### EXERCISE REQUIREMENTS
Set down, please, exactly the lines below that run from the line with "of the role" to the line with "pub struct Message", both lines included.

Stored items
★ ★ ★ ★

//! OpenAI-compatible chat completions provider
//!
//! Works against the OpenAI API and any endpoint speaking the same
//! `/chat/completions` protocol, including Gemini's OpenAI-compatible
//! endpoint and local deployments.
//! See: https://platform.openai.com/docs/api-reference/chat
//!
//! # Example
//!
//! ```no_run
//! use agent_llm::{CompletionRequest, Message, LLMProvider};
//! use agent_llm::providers::{OpenAIConfig, OpenAIProvider};
//!
//! #[tokio::main]
//! async fn main() -> Result<(), Box<dyn std::error::Error>> {
//!     let config = OpenAIConfig::new("sk-...")
//!         .with_api_base("http://localhost:8000/v1")
//!         .with_timeout(60);
//!     let provider = OpenAIProvider::with_config(config)?;
//!
//!     let request = CompletionRequest::builder("gpt-4o-mini")
//!         .add_message(Message::user("Hello!"))
//!         .max_tokens(100)
//!         .build();
//!
//!     let response = provider.complete(request).await?;
//!     println!("{}", response.message.text());
//!     Ok(())
//! }
//! ```

use crate::{
    CompletionRequest, CompletionResponse, LLMError, LLMProvider, Message, Result, Role,
    StopReason, TokenUsage,
};
use async_trait::async_trait;
use reqwest::Client;
use serde::{Deserialize, Serialize};
use std::time::Duration;
use tracing::{debug, instrument};

const DEFAULT_OPENAI_API_BASE: &str = "https://api.openai.com/v1";
const DEFAULT_TIMEOUT_SECS: u64 = 120;

/// Configuration for the OpenAI-compatible provider
#[derive(Clone)]
pub struct OpenAIConfig {
    /// API key for authentication
    pub api_key: String,

    /// Base URL for the API (default: "https://api.openai.com/v1")
    pub api_base: String,

    /// Request timeout in seconds (default: 120)
    pub timeout_secs: u64,

    /// Name reported by [`LLMProvider::name`]
    pub provider_name: String,
}

impl OpenAIConfig {
    /// Create a new config with the given API key and default settings
    pub fn new(api_key: impl Into<String>) -> Self {
        Self {
            api_key: api_key.into(),
            api_base: DEFAULT_OPENAI_API_BASE.to_string(),
            timeout_secs: DEFAULT_TIMEOUT_SECS,
            provider_name: "openai".to_string(),
        }
    }

    /// Set custom API base URL
    pub fn with_api_base(mut self, api_base: impl Into<String>) -> Self {
        self.api_base = api_base.into().trim_end_matches('/').to_string();
        self
    }

    /// Set request timeout in seconds
    pub fn with_timeout(mut self, timeout_secs: u64) -> Self {
        self.timeout_secs = timeout_secs;
        self
    }

    /// Override the provider name (e.g. "gemini" for Gemini's compatible endpoint)
    pub fn with_provider_name(mut self, name: impl Into<String>) -> Self {
        self.provider_name = name.into();
        self
    }
}

impl std::fmt::Debug for OpenAIConfig {
    fn fmt(&self, f: &mut std::fmt::Formatter<'_>) -> std::fmt::Result {
        f.debug_struct("OpenAIConfig")
            .field("api_base", &self.api_base)
            .field("timeout_secs", &self.timeout_secs)
            .field("provider_name", &self.provider_name)
            .finish_non_exhaustive()
    }
}

/// OpenAI-compatible provider
pub struct OpenAIProvider {
    client: Client,
    config: OpenAIConfig,
}

impl OpenAIProvider {
    /// Create a new provider with custom configuration
    pub fn with_config(config: OpenAIConfig) -> Result<Self> {
        let client = Client::builder()
            .timeout(Duration::from_secs(config.timeout_secs))
            .build()?;

        Ok(Self { client, config })
    }

    /// Create a new provider with API key and default settings
    pub fn new(api_key: impl Into<String>) -> Result<Self> {
        Self::with_config(OpenAIConfig::new(api_key))
    }

    /// Get the current configuration
    pub fn config(&self) -> &OpenAIConfig {
        &self.config
    }
}

#[async_trait]
impl LLMProvider for OpenAIProvider {
    #[instrument(skip(self, request), fields(model = %request.model, api_base = %self.config.api_base))]
    async fn complete(&self, request: CompletionRequest) -> Result<CompletionResponse> {
        debug!(
            message_count = request.messages.len(),
            "Sending chat completion request"
        );

        let body = OpenAIRequest {
            model: &request.model,
            messages: request
                .messages
                .iter()
                .map(|m| OpenAIMessage {
                    role: m.role.as_str(),
                    content: &m.content,
                })
                .collect(),
            max_tokens: request.max_tokens,
            temperature: request.temperature,
            stop: request.stop_sequences.as_deref(),
        };

        let response = self
            .client
            .post(format!("{}/chat/completions", self.config.api_base))
            .bearer_auth(&self.config.api_key)
            .json(&body)
            .send()
            .await?;

        if !response.status().is_success() {
            let status = response.status().as_u16();
            let error_text = response.text().await?;
            return Err(LLMError::from_status(status, error_text, &request.model));
        }

        let parsed: OpenAIResponse = response
            .json()
            .await
            .map_err(|e| LLMError::UnexpectedResponse(format!("Failed to parse response: {e}")))?;

        let choice = parsed
            .choices
            .into_iter()
            .next()
            .ok_or_else(|| LLMError::UnexpectedResponse("No choices in response".to_string()))?;

        let usage = parsed.usage.unwrap_or_default();
        debug!(
            finish_reason = ?choice.finish_reason,
            input_tokens = usage.prompt_tokens,
            output_tokens = usage.completion_tokens,
            "Received completion"
        );

        Ok(CompletionResponse {
            message: Message {
                role: Role::Assistant,
                content: choice.message.content.unwrap_or_default(),
            },
            stop_reason: map_stop_reason(choice.finish_reason.as_deref()),
            usage: TokenUsage {
                input_tokens: usage.prompt_tokens,
                output_tokens: usage.completion_tokens,
            },
        })
    }

    fn name(&self) -> &str {
        &self.config.provider_name
    }
}

#[derive(Debug, Serialize)]
struct OpenAIRequest<'a> {
    model: &'a str,
    messages: Vec<OpenAIMessage<'a>>,
    max_tokens: usize,
    #[serde(skip_serializing_if = "Option::is_none")]
    temperature: Option<f32>,
    #[serde(skip_serializing_if = "Option::is_none")]
    stop: Option<&'a [String]>,
}

#[derive(Debug, Serialize)]
struct OpenAIMessage<'a> {
    role: &'a str,
    content: &'a str,
}

#[derive(Debug, Deserialize)]
struct OpenAIResponse {
    choices: Vec<OpenAIChoice>,
    #[serde(default)]
    usage: Option<OpenAIUsage>,
}

#[derive(Debug, Deserialize)]
struct OpenAIChoice {
    message: OpenAIResponseMessage,
    #[serde(default)]
    finish_reason: Option<String>,
}

#[derive(Debug, Deserialize)]
struct OpenAIResponseMessage {
    #[serde(default)]
    content: Option<String>,
}

#[derive(Debug, Default, Deserialize)]
struct OpenAIUsage {
    #[serde(default)]
    prompt_tokens: usize,
    #[serde(default)]
    completion_tokens: usize,
}

/// Map OpenAI finish reason to our format
fn map_stop_reason(reason: Option<&str>) -> StopReason {
    match reason {
        Some("length") => StopReason::MaxTokens,
        // OpenAI reports a matched stop sequence as a plain "stop"
        Some("stop") | None => StopReason::EndTurn,
        Some(other) => {
            debug!("Unknown finish reason: {other}");
            StopReason::EndTurn
        }
    }
}

#[cfg(test)]
mod tests {
    use super::*;
    use serde_json::json;
    use wiremock::matchers::{header, method, path};
    use wiremock::{Mock, MockServer, ResponseTemplate};

    #[test]
    fn test_provider_creation() {
        let provider = OpenAIProvider::new("test-key").unwrap();
        assert_eq!(provider.name(), "openai");
        assert_eq!(provider.config().api_base, "https://api.openai.com/v1");
    }

    #[test]
    fn test_custom_config() {
        let config = OpenAIConfig::new("k")
            .with_api_base("https://generativelanguage.googleapis.com/v1beta/openai/")
            .with_timeout(60)
            .with_provider_name("gemini");
        let provider = OpenAIProvider::with_config(config).unwrap();

        assert_eq!(provider.name(), "gemini");
        assert_eq!(provider.config().timeout_secs, 60);
        assert!(!provider.config().api_base.ends_with('/'));
    }

    #[test]
    fn test_debug_hides_api_key() {
        let debug = format!("{:?}", OpenAIConfig::new("sk-secret"));
        assert!(!debug.contains("sk-secret"));
    }

    #[test]
    fn test_stop_reason_mapping() {
        assert_eq!(map_stop_reason(Some("stop")), StopReason::EndTurn);
        assert_eq!(map_stop_reason(Some("length")), StopReason::MaxTokens);
        assert_eq!(map_stop_reason(Some("content_filter")), StopReason::EndTurn);
        assert_eq!(map_stop_reason(None), StopReason::EndTurn);
    }

    #[tokio::test]
    async fn test_complete_sends_ordered_messages() {
        let server = MockServer::start().await;
        Mock::given(method("POST"))
            .and(path("/chat/completions"))
            .and(header("authorization", "Bearer test-key"))
            .respond_with(ResponseTemplate::new(200).set_body_json(json!({
                "choices": [{
                    "message": { "role": "assistant", "content": "Thought: hi\nAnswer: hello" },
                    "finish_reason": "stop"
                }],
                "usage": { "prompt_tokens": 12, "completion_tokens": 5 }
            })))
            .expect(1)
            .mount(&server)
            .await;

        let provider =
            OpenAIProvider::with_config(OpenAIConfig::new("test-key").with_api_base(server.uri()))
                .unwrap();
        let request = CompletionRequest::builder("gpt-4o-mini")
            .add_message(Message::system("sys"))
            .add_message(Message::user("hello"))
            .stop_sequences(vec!["Observation:".to_string()])
            .build();

        let response = provider.complete(request).await.unwrap();
        assert_eq!(response.message.role, Role::Assistant);
        assert_eq!(response.message.text(), "Thought: hi\nAnswer: hello");
        assert_eq!(response.usage.total(), 17);

        let received = server.received_requests().await.unwrap();
        let body: serde_json::Value = received[0].body_json().unwrap();
        assert_eq!(body["messages"][0]["role"], "system");
        assert_eq!(body["messages"][1]["content"], "hello");
        assert_eq!(body["stop"], json!(["Observation:"]));
    }

    #[tokio::test]
    async fn test_complete_maps_http_errors() {
        let server = MockServer::start().await;
        Mock::given(method("POST"))
            .respond_with(ResponseTemplate::new(429).set_body_string("quota"))
            .mount(&server)
            .await;

        let provider =
            OpenAIProvider::with_config(OpenAIConfig::new("k").with_api_base(server.uri()))
                .unwrap();
        let request = CompletionRequest::builder("m")
            .add_message(Message::user("x"))
            .build();

        let err = provider.complete(request).await.unwrap_err();
        assert!(matches!(err, LLMError::RateLimitExceeded(body) if body == "quota"));
    }
}
//! Tool management and execution framework for agent-rs
//!
//! This crate provides a framework for defining tools (functions) that agents
//! can call, an immutable registry shared between sessions, and the output
//! record a tool call produces.

pub mod output;
pub mod registry;
pub mod tool;

pub use output::ToolOutput;
pub use registry::{ToolRegistry, ToolRegistryBuilder};
pub use tool::Tool;
//! Message types for LLM communication
//!
//! A conversation is an ordered list of [`Message`]s. The ReAct protocol is
//! entirely textual, so every message carries plain text content.

use serde::{Deserialize, Serialize};

/// Message role in a conversation
#[derive(Debug, Clone, Copy, PartialEq, Eq, Serialize, Deserialize)]
#[serde(rename_all = "lowercase")]
pub enum Role {
    /// System message (the rendered prompt header)
    System,
    /// User message (also used for observations)
    User,
    /// Assistant message
    Assistant,
}

impl Role {
    /// Wire name of the role
    pub fn as_str(&self) -> &'static str {
        match self {
            Self::System => "system",
            Self::User => "user",
            Self::Assistant => "assistant",
        }
    }
}

impl std::fmt::Display for Role {
    fn fmt(&self, f: &mut std::fmt::Formatter<'_>) -> std::fmt::Result {
        f.write_str(self.as_str())
    }
}

/// A message in the conversation
#[derive(Debug, Clone, PartialEq, Eq, Serialize, Deserialize)]
pub struct Message {
    /// Message role
    pub role: Role,

    /// Message text
    pub content: String,
}

impl Message {
    /// Create a message with an explicit role
    pub fn new(role: Role, content: impl Into<String>) -> Self {
        Self {
            role,
            content: content.into(),
        }
    }

    /// Create a user message with text
    pub fn user(text: impl Into<String>) -> Self {
        Self::new(Role::User, text)
    }

    /// Create an assistant message with text
    pub fn assistant(text: impl Into<String>) -> Self {
        Self::new(Role::Assistant, text)
    }

    /// Create a system message with text
    pub fn system(text: impl Into<String>) -> Self {
        Self::new(Role::System, text)
    }

    /// Text content of the message
    pub fn text(&self) -> &str {
        &self.content
    }
}
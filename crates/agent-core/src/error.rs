//! Error types for agent-core

use thiserror::Error;

/// Result type alias for agent-core
pub type Result<T> = std::result::Result<T, Error>;

/// Error type for agent operations
#[derive(Error, Debug)]
pub enum Error {
    /// Generic error message
    #[error("{0}")]
    Generic(String),

    /// Agent initialization failed
    #[error("Agent initialization failed: {0}")]
    InitializationFailed(String),

    /// Missing or invalid configuration (fatal at startup)
    #[error("Configuration error: {0}")]
    Configuration(String),

    /// Agent processing failed
    #[error("Agent processing failed: {0}")]
    ProcessingFailed(String),

    /// The running query was cancelled by the caller
    #[error("Query cancelled")]
    Cancelled,
}
//! HTTP client for the market-data API

use crate::config::MarketConfig;
use crate::error::{MarketError, Result};
use reqwest::header::ACCEPT;
use reqwest::{Client, StatusCode};
use serde_json::Value;
use std::sync::Arc;
use std::time::Instant;
use tracing::{debug, instrument, warn};

const SEARCH_PATH: &str = "/api/v1/search";
const TRENDING_PATH: &str = "/api/v1/sui/pairs/trending";
const WALLETS_PATH: &str = "/api/v1/wallets";
const POSITIONS_PATH: &str = "/api/v1/positions";

/// Market-data API client
///
/// Each call is a single GET with `accept: application/json`; failures are
/// returned to the caller and never retried here. Only the wallet and
/// position endpoints carry the user's bearer token.
#[derive(Debug, Clone)]
pub struct MarketDataClient {
    client: Client,
    config: Arc<MarketConfig>,
}

impl MarketDataClient {
    /// Create a client with the configured request timeout
    pub fn new(config: Arc<MarketConfig>) -> Result<Self> {
        config.validate()?;
        let client = Client::builder()
            .timeout(config.request_timeout)
            .build()
            .map_err(|e| MarketError::Config(format!("failed to build HTTP client: {e}")))?;

        Ok(Self { client, config })
    }

    /// Configuration this client was built with
    pub fn config(&self) -> &MarketConfig {
        &self.config
    }

    /// Search tokens by name, symbol or address
    pub async fn search(&self, query: &str) -> Result<Value> {
        let params = [
            ("search", query.to_string()),
            ("page", "1".to_string()),
            ("limit", self.config.search_page_size.to_string()),
        ];
        self.get_json(SEARCH_PATH, &params, None).await
    }

    /// Trending pairs on the configured network
    pub async fn trending_pairs(&self, resolution: &str, limit: u32) -> Result<Value> {
        let params = [
            ("page", "1".to_string()),
            ("limit", limit.to_string()),
            ("resolution", resolution.to_string()),
            ("network", self.config.network.clone()),
        ];
        self.get_json(TRENDING_PATH, &params, None).await
    }

    /// Wallets owned by the token's user
    pub async fn wallets(&self, auth_token: &str) -> Result<Value> {
        self.get_json(WALLETS_PATH, &[], Some(auth_token)).await
    }

    /// Token positions across the user's wallets
    pub async fn positions(&self, auth_token: &str) -> Result<Value> {
        self.get_json(POSITIONS_PATH, &[], Some(auth_token)).await
    }

    /// GET a path and decode the JSON body
    ///
    /// Anything other than `200 OK` becomes [`MarketError::Api`] carrying the
    /// status and the raw body.
    #[instrument(skip(self, query, auth_token), fields(path = %path))]
    pub async fn get_json(
        &self,
        path: &str,
        query: &[(&str, String)],
        auth_token: Option<&str>,
    ) -> Result<Value> {
        let mut request = self
            .client
            .get(self.config.endpoint(path))
            .header(ACCEPT, "application/json")
            .query(query);
        if let Some(token) = auth_token.filter(|token| !token.is_empty()) {
            request = request.bearer_auth(token);
        }

        let started = Instant::now();
        let response = request.send().await.map_err(|e| {
            warn!(error = %e, "market API request failed");
            MarketError::from(e)
        })?;

        let status = response.status();
        let duration_ms = started.elapsed().as_millis();
        if status != StatusCode::OK {
            let body = response.text().await.unwrap_or_default();
            warn!(status = status.as_u16(), duration_ms, "market API returned an error");
            return Err(MarketError::Api {
                status: status.as_u16(),
                body,
            });
        }

        let body = response.text().await?;
        debug!(status = status.as_u16(), duration_ms, bytes = body.len(), "market API response");
        Ok(serde_json::from_str(&body)?)
    }
}
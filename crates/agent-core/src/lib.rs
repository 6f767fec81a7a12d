//! Core abstractions and runtime for agent-rs
//!
//! This crate defines the fundamental traits and types used throughout the agent-rs framework.

pub mod agent;
pub mod context;
pub mod error;

pub use agent::Agent;
pub use context::Context;
pub use error::{Error, Result};
//! Error types for market-data operations

use thiserror::Error;

/// Market-data specific errors
#[derive(Debug, Error)]
pub enum MarketError {
    /// The API answered with a non-200 status
    #[error("API error {status}: {body}")]
    Api { status: u16, body: String },

    /// The request never produced a response (connection, timeout)
    #[error("Transport error: {0}")]
    Transport(String),

    /// The response body was not the expected JSON
    #[error("Invalid response: {0}")]
    InvalidResponse(String),

    /// Tool arguments were missing or malformed
    #[error("Invalid input: {0}")]
    InvalidInput(String),

    /// Configuration error
    #[error("Configuration error: {0}")]
    Config(String),
}

/// Result type alias for market-data operations
pub type Result<T> = std::result::Result<T, MarketError>;

impl From<reqwest::Error> for MarketError {
    fn from(err: reqwest::Error) -> Self {
        MarketError::Transport(err.to_string())
    }
}

impl From<serde_json::Error> for MarketError {
    fn from(err: serde_json::Error) -> Self {
        MarketError::InvalidResponse(err.to_string())
    }
}

/// Convert MarketError to agent_core::Error
///
/// Runtime failures keep their own message, since it becomes the tool
/// observation the LLM reads.
impl From<MarketError> for agent_core::Error {
    fn from(err: MarketError) -> Self {
        match err {
            MarketError::Config(msg) => agent_core::Error::Configuration(msg),
            other => agent_core::Error::Generic(other.to_string()),
        }
    }
}
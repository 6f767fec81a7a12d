//! LLM provider abstraction layer for agent-rs
//!
//! This crate provides provider-agnostic abstractions for chat completion:
//!
//! - Role-tagged message types
//! - Completion request/response types
//! - Tool descriptors listed in the agent prompt
//! - Provider trait for LLM implementations
//! - Concrete provider implementations (behind feature flags)
//! - Provider selection from environment configuration

pub mod completion;
pub mod error;
pub mod messages;
pub mod provider;
pub mod settings;
pub mod tools;

// Re-export main types
pub use completion::{CompletionRequest, CompletionResponse, StopReason, TokenUsage};
pub use error::{LLMError, Result};
pub use messages::{Message, Role};
pub use provider::LLMProvider;
pub use settings::{LlmSettings, ProviderKind};
pub use tools::ToolDefinition;

// Provider implementations (feature-gated)
#[cfg(any(feature = "anthropic", feature = "openai"))]
pub mod providers;
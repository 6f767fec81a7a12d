//! Per-session context injected into agent prompts
//!
//! The `Context` struct carries the values a session binds into the system
//! prompt on every turn: the caller's auth token and an optional free-text
//! domain context. The set of fields is closed; templates reference them by
//! the placeholder names in [`keys`].

use serde::{Deserialize, Serialize};
use serde_json::{Map, Value};

/// Placeholder names under which context fields are exposed to templates
pub mod keys {
    /// The caller's opaque authorization token
    pub const AUTH_TOKEN: &str = "jwt_token";
    /// Free-text domain context
    pub const DOMAIN_CONTEXT: &str = "context";
}

/// Context bound to one session
///
/// # Example
///
/// ```
/// use agent_core::Context;
///
/// let ctx = Context::new()
///     .with_auth_token("eyJhbGciOi...")
///     .with_domain_context("User trades on the SUI network");
///
/// assert_eq!(ctx.auth_token(), Some("eyJhbGciOi..."));
/// assert!(ctx.template_variables().contains_key("jwt_token"));
/// ```
#[derive(Clone, Default, PartialEq, Eq, Serialize, Deserialize)]
pub struct Context {
    /// User authorization token, passed through to tools that need it
    #[serde(default, skip_serializing_if = "Option::is_none")]
    auth_token: Option<String>,

    /// Optional domain context rendered into the prompt
    #[serde(default, skip_serializing_if = "Option::is_none")]
    domain_context: Option<String>,
}

impl Context {
    /// Create a new empty context
    pub fn new() -> Self {
        Self::default()
    }

    /// Set the auth token
    pub fn with_auth_token(mut self, token: impl Into<String>) -> Self {
        self.auth_token = Some(token.into());
        self
    }

    /// Set the domain context
    pub fn with_domain_context(mut self, context: impl Into<String>) -> Self {
        self.domain_context = Some(context.into());
        self
    }

    /// Get the auth token
    pub fn auth_token(&self) -> Option<&str> {
        self.auth_token.as_deref()
    }

    /// Get the domain context
    pub fn domain_context(&self) -> Option<&str> {
        self.domain_context.as_deref()
    }

    /// Variables this context supplies to a template, keyed by placeholder name
    ///
    /// Only fields that are set (and, for the domain context, non-empty) are
    /// included, so a template that needs a missing field fails validation.
    pub fn template_variables(&self) -> Map<String, Value> {
        let mut vars = Map::new();
        if let Some(token) = &self.auth_token {
            vars.insert(keys::AUTH_TOKEN.to_string(), Value::String(token.clone()));
        }
        if let Some(context) = self.domain_context.as_ref().filter(|c| !c.is_empty()) {
            vars.insert(
                keys::DOMAIN_CONTEXT.to_string(),
                Value::String(context.clone()),
            );
        }
        vars
    }
}

impl std::fmt::Debug for Context {
    fn fmt(&self, f: &mut std::fmt::Formatter<'_>) -> std::fmt::Result {
        f.debug_struct("Context")
            .field("auth_token", &self.auth_token.as_ref().map(|_| "<redacted>"))
            .field("domain_context", &self.domain_context)
            .finish()
    }
}

#[cfg(test)]
mod tests {
    use super::*;

    #[test]
    fn test_empty_context() {
        let ctx = Context::new();
        assert_eq!(ctx.auth_token(), None);
        assert_eq!(ctx.domain_context(), None);
        assert!(ctx.template_variables().is_empty());
    }

    #[test]
    fn test_builder_chain() {
        let ctx = Context::new()
            .with_auth_token("token-123")
            .with_domain_context("SUI trading");

        assert_eq!(ctx.auth_token(), Some("token-123"));
        assert_eq!(ctx.domain_context(), Some("SUI trading"));

        let vars = ctx.template_variables();
        assert_eq!(vars.len(), 2);
        assert_eq!(vars[keys::AUTH_TOKEN], "token-123");
        assert_eq!(vars[keys::DOMAIN_CONTEXT], "SUI trading");
    }

    #[test]
    fn test_empty_domain_context_is_not_supplied() {
        let ctx = Context::new().with_domain_context("");
        assert!(!ctx.template_variables().contains_key(keys::DOMAIN_CONTEXT));
    }

    #[test]
    fn test_debug_redacts_token() {
        let ctx = Context::new().with_auth_token("secret-token");
        let debug = format!("{ctx:?}");
        assert!(!debug.contains("secret-token"));
        assert!(debug.contains("<redacted>"));
    }

    #[test]
    fn test_serde_roundtrip_skips_unset_fields() {
        let ctx = Context::new().with_auth_token("t");
        let json = serde_json::to_value(&ctx).unwrap();
        assert_eq!(json, serde_json::json!({ "auth_token": "t" }));

        let back: Context = serde_json::from_value(json).unwrap();
        assert_eq!(back, ctx);
    }
}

★ ★ ★ ★

### COMPLETED TASK
    /// Wire name of the role
    pub fn as_str(&self) -> &'static str {
        match self {
            Self::System => "system",
            Self::User => "user",
            Self::Assistant => "assistant",
        }
    }
}

impl std::fmt::Display for Role {
    fn fmt(&self, f: &mut std::fmt::Formatter<'_>) -> std::fmt::Result {
        f.write_str(self.as_str())
    }
}

/// A message in the conversation
#[derive(Debug, Clone, PartialEq, Eq, Serialize, Deserialize)]
pub struct Message {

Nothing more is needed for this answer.